Dr. Webber's entire research group at the American Association for the Advancement of Science Annual Meeting in Washington, D.C., February 2011.

Dr. Webber's entire research group at the American Association for the Advancement of Science Annual Meeting in Washington, D.C., February 2011.

Michael Webber's Credentials

Michael's education includes a B.A. with High Honors (Plan II Liberal Arts) and B.S. with High Honors (Aerospace Engineering) from The University of Texas at Austin, and an M.S. (Mechanical Engineering) and Ph.D. (Mechanical Engineering, Minor in Electrical Engineering) from Stanford University, where he was a National Science Foundation Fellow from 1995-1998.

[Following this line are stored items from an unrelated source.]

use quiz_core::model::TestId;
use tokio::sync::mpsc;

/// Screens the core can ask the host to show.
#[derive(Debug, Clone, PartialEq, Eq)]
pub enum Route {
    Menu,
    Results,
    Test { test_id: TestId, title: String },
}

/// Navigation collaborator; the core only ever requests a screen change.
pub trait Navigator: Send + Sync {
    fn go_to(&self, route: Route);
}

/// Forwards navigation requests to whoever owns the receiving end.
#[derive(Clone, Debug)]
pub struct ChannelNavigator {
    tx: mpsc::UnboundedSender<Route>,
}

impl ChannelNavigator {
    #[must_use]
    pub fn channel() -> (Self, mpsc::UnboundedReceiver<Route>) {
        let (tx, rx) = mpsc::unbounded_channel();
        (Self { tx }, rx)
    }
}

impl Navigator for ChannelNavigator {
    fn go_to(&self, route: Route) {
        if self.tx.send(route).is_err() {
            tracing::debug!("navigation receiver gone, dropping route");
        }
    }
}
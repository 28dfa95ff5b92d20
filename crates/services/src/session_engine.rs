//! Runtime driver for a single quiz attempt.
//!
//! The engine owns one tokio task that feeds [`SessionEvent`]s into the pure
//! [`QuizSession`] transition function and performs the resulting effects:
//! the one-second countdown, the feedback pause, result submission and
//! navigation. All state changes happen on that task, one at a time.

use std::future;
use std::ops::ControlFlow;
use std::pin::Pin;
use std::sync::atomic::{AtomicBool, Ordering};
use std::sync::{Arc, Mutex};

use quiz_core::model::{TestDetail, TestId};
use quiz_core::session::{
    FinishedAttempt, QuizSession, SessionEffect, SessionEvent, SessionStateError, SessionStatus,
};
use rand::SeedableRng;
use rand::rngs::StdRng;
use tokio::sync::{mpsc, watch};
use tokio::task::JoinHandle;
use tokio::time::{self, Instant, Interval, MissedTickBehavior, Sleep};

use crate::config::SessionTimings;
use crate::connectivity::{ConnectivityMonitor, Subscription};
use crate::error::{NetworkError, QuizError};
use crate::navigator::{Navigator, Route};
use crate::remote::QuizApi;
use crate::result_submitter::{ResultSubmitter, SubmitOutcome};

/// Collaborators a session needs, shared between engines.
#[derive(Clone)]
pub struct SessionDeps {
    pub api: Arc<dyn QuizApi>,
    pub connectivity: Arc<dyn ConnectivityMonitor>,
    pub submitter: Arc<ResultSubmitter>,
    pub navigator: Arc<dyn Navigator>,
    pub timings: SessionTimings,
}

/// What the presentation layer renders.
#[derive(Debug, Clone, PartialEq)]
pub struct EngineSnapshot {
    pub session: QuizSession,
    /// Set when the question set could not be fetched; the session stays `Loading`.
    pub load_error: Option<NetworkError>,
}

#[derive(Debug)]
enum Command {
    Select(usize),
}

type PendingSubmission = Arc<Mutex<Option<JoinHandle<SubmitOutcome>>>>;

/// Handle to a running quiz attempt.
///
/// Dropping the handle tears the attempt down.
pub struct QuizSessionEngine {
    test_id: TestId,
    test_name: String,
    seed: Option<u64>,
    deps: SessionDeps,
    snapshots: Arc<watch::Sender<EngineSnapshot>>,
    online: Arc<watch::Sender<bool>>,
    commands: mpsc::UnboundedSender<Command>,
    active: Arc<AtomicBool>,
    driver: Option<JoinHandle<()>>,
    subscription: Option<Subscription>,
    submission: PendingSubmission,
}

impl QuizSessionEngine {
    /// Start an attempt at `test_id` and begin loading its question set.
    ///
    /// Must be called from within a Tokio runtime.
    #[must_use]
    pub fn start(test_id: TestId, test_name: impl Into<String>, deps: SessionDeps) -> Self {
        Self::launch(test_id, test_name.into(), None, deps)
    }

    /// Like [`start`](Self::start) with deterministic shuffles.
    #[must_use]
    pub fn start_seeded(
        test_id: TestId,
        test_name: impl Into<String>,
        seed: u64,
        deps: SessionDeps,
    ) -> Self {
        Self::launch(test_id, test_name.into(), Some(seed), deps)
    }

    fn launch(test_id: TestId, test_name: String, seed: Option<u64>, deps: SessionDeps) -> Self {
        let initial = EngineSnapshot {
            session: QuizSession::loading(test_id.clone(), test_name.clone()),
            load_error: None,
        };
        let (snapshots, _) = watch::channel(initial);
        let (online, _) = watch::channel(deps.connectivity.current());
        let (commands, _) = mpsc::unbounded_channel();

        let mut engine = Self {
            test_id,
            test_name,
            seed,
            deps,
            snapshots: Arc::new(snapshots),
            online: Arc::new(online),
            commands,
            active: Arc::new(AtomicBool::new(false)),
            driver: None,
            subscription: None,
            submission: Arc::new(Mutex::new(None)),
        };
        engine.spawn_driver();
        engine
    }

    fn spawn_driver(&mut self) {
        let active = Arc::new(AtomicBool::new(true));
        let (commands, command_rx) = mpsc::unbounded_channel();

        let session = QuizSession::loading(self.test_id.clone(), self.test_name.clone());
        self.snapshots.send_replace(EngineSnapshot {
            session: session.clone(),
            load_error: None,
        });

        let online = Arc::clone(&self.online);
        let listener_active = Arc::clone(&active);
        self.subscription = Some(self.deps.connectivity.subscribe(Arc::new(move |is_online| {
            if listener_active.load(Ordering::SeqCst) {
                online.send_replace(is_online);
            }
        })));
        self.online.send_replace(self.deps.connectivity.current());

        let driver = Driver {
            session,
            deps: self.deps.clone(),
            rng: self
                .seed
                .map_or_else(StdRng::from_os_rng, StdRng::seed_from_u64),
            active: Arc::clone(&active),
            snapshots: Arc::clone(&self.snapshots),
            commands: command_rx,
            countdown: None,
            feedback: None,
            submission: Arc::clone(&self.submission),
        };

        tracing::debug!(test_id = %self.test_id, "session started");
        self.commands = commands;
        self.active = active;
        self.driver = Some(tokio::spawn(driver.run()));
    }

    /// Ask the engine to evaluate the answer at `index` of the current answers.
    ///
    /// Returns `Ok(false)` when the selection is ignored, i.e. the session is
    /// not accepting input right now.
    ///
    /// # Errors
    ///
    /// Returns `QuizError::State` when `index` is out of range.
    pub fn select_answer(&self, index: usize) -> Result<bool, QuizError> {
        if !self.is_active() {
            return Ok(false);
        }

        {
            let snapshot = self.snapshots.borrow();
            let session = &snapshot.session;
            if session.status() != SessionStatus::AwaitingAnswer || session.is_input_locked() {
                return Ok(false);
            }
            let len = session.current_answers().len();
            if index >= len {
                return Err(SessionStateError::AnswerOutOfRange { index, len }.into());
            }
        }

        Ok(self.commands.send(Command::Select(index)).is_ok())
    }

    /// Reset the attempt for the same test: teardown, then a fresh load.
    pub fn restart(&mut self) {
        tracing::info!(test_id = %self.test_id, "restarting session");
        self.teardown();
        self.spawn_driver();
    }

    /// Stop the attempt. Idempotent.
    ///
    /// Cancels the timers and releases the connectivity listener. Work still in
    /// flight is ignored when it completes.
    pub fn teardown(&mut self) {
        let was_active = self.active.swap(false, Ordering::SeqCst);
        if let Some(driver) = self.driver.take() {
            driver.abort();
        }
        if let Some(subscription) = self.subscription.take() {
            subscription.unsubscribe();
        }
        if was_active {
            tracing::debug!(test_id = %self.test_id, "session torn down");
        }
    }

    #[must_use]
    pub fn is_active(&self) -> bool {
        self.active.load(Ordering::SeqCst)
    }

    #[must_use]
    pub fn test_id(&self) -> &TestId {
        &self.test_id
    }

    /// Latest published state.
    #[must_use]
    pub fn snapshot(&self) -> EngineSnapshot {
        self.snapshots.borrow().clone()
    }

    /// Receiver that observes every published snapshot, across restarts.
    #[must_use]
    pub fn subscribe(&self) -> watch::Receiver<EngineSnapshot> {
        self.snapshots.subscribe()
    }

    /// Wait for the result submission of a finished attempt.
    ///
    /// Submission runs detached from the engine, so it survives teardown; a
    /// host that is about to exit can use this to let it complete. Returns
    /// `None` if no attempt has finished yet or the outcome was already taken.
    pub async fn wait_for_submission(&self) -> Option<SubmitOutcome> {
        let handle = self.submission.lock().ok()?.take()?;
        handle.await.ok()
    }

    /// Connectivity as seen by this attempt, e.g. for a "results will not be saved" notice.
    #[must_use]
    pub fn connectivity(&self) -> watch::Receiver<bool> {
        self.online.subscribe()
    }
}

impl Drop for QuizSessionEngine {
    fn drop(&mut self) {
        self.teardown();
    }
}

//
// ─── DRIVER ───────────────────────────────────────────────────────────────────
//

struct Driver {
    session: QuizSession,
    deps: SessionDeps,
    rng: StdRng,
    active: Arc<AtomicBool>,
    snapshots: Arc<watch::Sender<EngineSnapshot>>,
    commands: mpsc::UnboundedReceiver<Command>,
    countdown: Option<Interval>,
    feedback: Option<Pin<Box<Sleep>>>,
    submission: PendingSubmission,
}

impl Driver {
    async fn run(mut self) {
        let Some(detail) = self.load().await else {
            return;
        };
        if self.dispatch(SessionEvent::Loaded(detail)).is_break() {
            return;
        }

        while self.is_active() {
            let event = tokio::select! {
                command = self.commands.recv() => match command {
                    Some(Command::Select(index)) => SessionEvent::Select(index),
                    None => break,
                },
                () = next_tick(&mut self.countdown) => SessionEvent::Tick,
                () = feedback_elapsed(&mut self.feedback) => SessionEvent::FeedbackElapsed,
            };
            if event == SessionEvent::FeedbackElapsed {
                self.feedback = None;
            }

            if self.dispatch(event).is_break() {
                break;
            }
        }
    }

    async fn load(&mut self) -> Option<TestDetail> {
        let test_id = self.session.test_id().clone();
        if !self.deps.connectivity.current() {
            self.fail_load(&test_id, NetworkError::Offline);
            return None;
        }

        let fetched = self.deps.api.fetch_test(&test_id).await;
        if !self.is_active() {
            return None;
        }
        match fetched {
            Ok(detail) => Some(detail),
            Err(err) => {
                self.fail_load(&test_id, err);
                None
            }
        }
    }

    fn fail_load(&self, test_id: &TestId, err: NetworkError) {
        tracing::warn!(%test_id, error = %err, "failed to load question set");
        self.publish(Some(err));
    }

    fn dispatch(&mut self, event: SessionEvent) -> ControlFlow<()> {
        if !self.is_active() {
            return ControlFlow::Break(());
        }

        let transition = match self.session.apply(event, &mut self.rng) {
            Ok(transition) => transition,
            Err(err) => {
                tracing::warn!(error = %err, "session event rejected");
                return ControlFlow::Continue(());
            }
        };
        if transition.is_noop(&self.session) {
            return ControlFlow::Continue(());
        }

        self.session = transition.session;
        tracing::debug!(
            status = ?self.session.status(),
            question = self.session.question_number(),
            remaining = self.session.remaining_secs(),
            "session transition"
        );

        let mut finished = false;
        for effect in transition.effects {
            match effect {
                SessionEffect::StartCountdown => self.countdown = Some(self.new_countdown()),
                SessionEffect::StopCountdown => self.countdown = None,
                SessionEffect::ScheduleFeedback => {
                    self.feedback = Some(Box::pin(time::sleep(self.deps.timings.feedback_delay)));
                }
                SessionEffect::Finish(attempt) => {
                    if !self.finish(attempt) {
                        return ControlFlow::Break(());
                    }
                    finished = true;
                    break;
                }
            }
        }

        // The submission handle is in place before anyone can observe `Finished`.
        self.publish(None);
        if finished {
            self.deps.navigator.go_to(Route::Results);
            return ControlFlow::Break(());
        }
        ControlFlow::Continue(())
    }

    /// Stop the timers and spawn the result submission. Returns `false` when
    /// the engine was torn down meanwhile and nothing was submitted.
    fn finish(&mut self, attempt: FinishedAttempt) -> bool {
        self.countdown = None;
        self.feedback = None;
        if !self.is_active() {
            tracing::debug!(test_id = %self.session.test_id(), "torn down before finishing, result dropped");
            return false;
        }
        tracing::info!(
            test_id = %self.session.test_id(),
            score = attempt.score,
            total = attempt.total,
            "session finished"
        );

        let submitter = Arc::clone(&self.deps.submitter);
        let handle = tokio::spawn(async move {
            submitter
                .submit(attempt.score, attempt.total, &attempt.label)
                .await
        });
        if let Ok(mut pending) = self.submission.lock() {
            *pending = Some(handle);
        }
        true
    }

    fn new_countdown(&self) -> Interval {
        let tick = self.deps.timings.tick;
        let mut interval = time::interval_at(Instant::now() + tick, tick);
        interval.set_missed_tick_behavior(MissedTickBehavior::Delay);
        interval
    }

    fn publish(&self, load_error: Option<NetworkError>) {
        if !self.is_active() {
            return;
        }
        self.snapshots.send_replace(EngineSnapshot {
            session: self.session.clone(),
            load_error,
        });
    }

    fn is_active(&self) -> bool {
        self.active.load(Ordering::SeqCst)
    }
}

async fn next_tick(countdown: &mut Option<Interval>) {
    match countdown {
        Some(interval) => {
            interval.tick().await;
        }
        None => future::pending().await,
    }
}

async fn feedback_elapsed(delay: &mut Option<Pin<Box<Sleep>>>) {
    match delay {
        Some(sleep) => sleep.as_mut().await,
        None => future::pending().await,
    }
}
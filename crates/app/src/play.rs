use std::sync::Arc;

use anyhow::Result;
use quiz_core::model::TestSummary;
use quiz_core::{AnswerMark, SessionStatus};
use services::{AppServices, ChannelNavigator, EngineSnapshot, Route, SubmitOutcome};
use tokio::sync::mpsc;

/// What was last printed, so repeated snapshots do not reprint a screen.
#[derive(Debug, Clone, Copy, PartialEq, Eq)]
struct Shown {
    status: SessionStatus,
    question: usize,
    remaining: u32,
    failed: bool,
}

enum Input {
    Answer(usize),
    Restart,
    Quit,
    Unknown,
}

fn parse_input(line: &str) -> Input {
    match line.trim() {
        "q" | "quit" => Input::Quit,
        "r" | "restart" => Input::Restart,
        other => match other.parse::<usize>() {
            Ok(n) if n > 0 => Input::Answer(n - 1),
            _ => Input::Unknown,
        },
    }
}

/// Forward stdin lines from a plain thread so a pending read never holds up runtime shutdown.
fn stdin_lines() -> mpsc::UnboundedReceiver<String> {
    let (tx, rx) = mpsc::unbounded_channel();
    std::thread::spawn(move || {
        for line in std::io::stdin().lines() {
            let Ok(line) = line else {
                break;
            };
            if tx.send(line).is_err() {
                break;
            }
        }
    });
    rx
}

/// Play one test interactively on stdin/stdout until it finishes or the user quits.
pub async fn run(services: &AppServices, summary: &TestSummary) -> Result<()> {
    let (navigator, mut routes) = ChannelNavigator::channel();
    let mut engine = services.start_session(Arc::new(navigator), summary);
    let mut snapshots = engine.subscribe();
    let mut input = stdin_lines();
    let mut shown: Option<Shown> = None;

    println!("== {} ==", summary.name());
    if !*engine.connectivity().borrow() {
        println!("(offline: your result will not be saved)");
    }
    println!("Type an answer number, `r` to restart or `q` to quit.");

    loop {
        tokio::select! {
            changed = snapshots.changed() => {
                if changed.is_err() {
                    break;
                }
                let snapshot = snapshots.borrow_and_update().clone();
                render(&snapshot, &mut shown);
            }
            route = routes.recv() => {
                if matches!(route, Some(Route::Results) | None) {
                    break;
                }
            }
            line = input.recv() => {
                let Some(line) = line else {
                    break;
                };
                match parse_input(&line) {
                    Input::Answer(index) => match engine.select_answer(index) {
                        Ok(true) => {}
                        Ok(false) => println!("(not accepting answers right now)"),
                        Err(err) => println!("{err}"),
                    },
                    Input::Restart => {
                        shown = None;
                        engine.restart();
                    }
                    Input::Quit => break,
                    Input::Unknown => println!("(enter a number, `r` or `q`)"),
                }
            }
        }
    }

    let last = engine.snapshot();
    render(&last, &mut shown);
    let finished = last.session.is_finished();
    engine.teardown();
    if finished {
        match engine.wait_for_submission().await {
            Some(SubmitOutcome::Sent) => println!("Result saved."),
            Some(SubmitOutcome::SkippedOffline) => println!("Offline: result not saved."),
            Some(SubmitOutcome::Failed) => println!("Could not save the result."),
            None => {}
        }
    }
    Ok(())
}

fn render(snapshot: &EngineSnapshot, shown: &mut Option<Shown>) {
    let session = &snapshot.session;
    let now = Shown {
        status: session.status(),
        question: session.question_number(),
        remaining: session.remaining_secs(),
        failed: snapshot.load_error.is_some(),
    };
    let previous = shown.replace(now);
    if previous == Some(now) {
        return;
    }
    let same_screen = previous.is_some_and(|p| {
        p.status == now.status && p.question == now.question && p.failed == now.failed
    });

    match session.status() {
        SessionStatus::Loading => {
            if let Some(err) = &snapshot.load_error {
                println!("Could not load the test: {err}. Type `r` to retry or `q` to quit.");
            } else if !same_screen {
                println!("Loading...");
            }
        }
        SessionStatus::AwaitingAnswer if same_screen => {
            if session.remaining_secs() <= 3 {
                println!("  {}s left", session.remaining_secs());
            }
        }
        SessionStatus::AwaitingAnswer => {
            let Some(task) = session.current_task() else {
                return;
            };
            println!();
            println!(
                "Question {}/{} ({}s): {}",
                session.question_number(),
                session.total(),
                session.remaining_secs(),
                task.question()
            );
            for (i, answer) in session.current_answers().iter().enumerate() {
                println!("  {}. {}", i + 1, answer.content);
            }
        }
        SessionStatus::Evaluating => {
            if session.selected_answer().is_none() {
                println!("Time's up!");
            }
            for (i, answer) in session.current_answers().iter().enumerate() {
                let mark = match session.answer_mark(i) {
                    AnswerMark::Neutral => continue,
                    AnswerMark::SelectedCorrect => "correct",
                    AnswerMark::SelectedWrong => "wrong",
                    AnswerMark::Revealed => "the right answer",
                };
                println!("  {}. {} <- {mark}", i + 1, answer.content);
            }
        }
        SessionStatus::Advancing => {}
        SessionStatus::Finished => {
            println!();
            println!("Score: {}/{}", session.count_correct(), session.total());
        }
    }
}
use async_trait::async_trait;
use sqlx::Row;

use super::SqliteRepository;
use super::mapping::{bool_to_i64, conn, ser};
use crate::repository::{FlagRepository, StorageError};

#[async_trait]
impl FlagRepository for SqliteRepository {
    async fn get_flag(&self, key: &str) -> Result<Option<bool>, StorageError> {
        let row = sqlx::query("SELECT value FROM flags WHERE key = ?1")
            .bind(key.to_owned())
            .fetch_optional(&self.pool)
            .await
            .map_err(conn)?;

        let Some(row) = row else {
            return Ok(None);
        };
        let value: i64 = row.try_get("value").map_err(ser)?;
        Ok(Some(value != 0))
    }

    async fn set_flag(&self, key: &str, value: bool) -> Result<(), StorageError> {
        let _guard = self.write_lock.lock().await;
        sqlx::query(
            r"
            INSERT INTO flags (key, value)
            VALUES (?1, ?2)
            ON CONFLICT(key) DO UPDATE SET value = excluded.value
            ",
        )
        .bind(key.to_owned())
        .bind(bool_to_i64(value))
        .execute(&self.pool)
        .await
        .map_err(conn)?;

        Ok(())
    }
}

Prior to returning to The University of Texas at Austin as a faculty member, Michael studied issues relevant to energy, innovation, manufacturing, and national security at the RAND Corporation. Previously, he was a Senior Scientist at Pranalytica, where he invented sensors for Homeland Security, industrial analysis, and environmental monitoring.

Michael Webber presenting his research at a conference.

Michael Webber presenting his research at a conference.

A highly sought public speaker, he has given more than 175 lectures, speeches, and invited talks in the last few years, including testimony for hearings of the U.S. Senate Energy and Natural Resources committee, keynotes for scientific conferences, lectures at the United Nations, and briefings for executives at some of the nation's leading companies. He is on the board of advisors for Scientific American, holds four patents, and is one of the originators of the Pecan Street Project, which is a $30 million public-private partnership for smart grid innovation and deployment.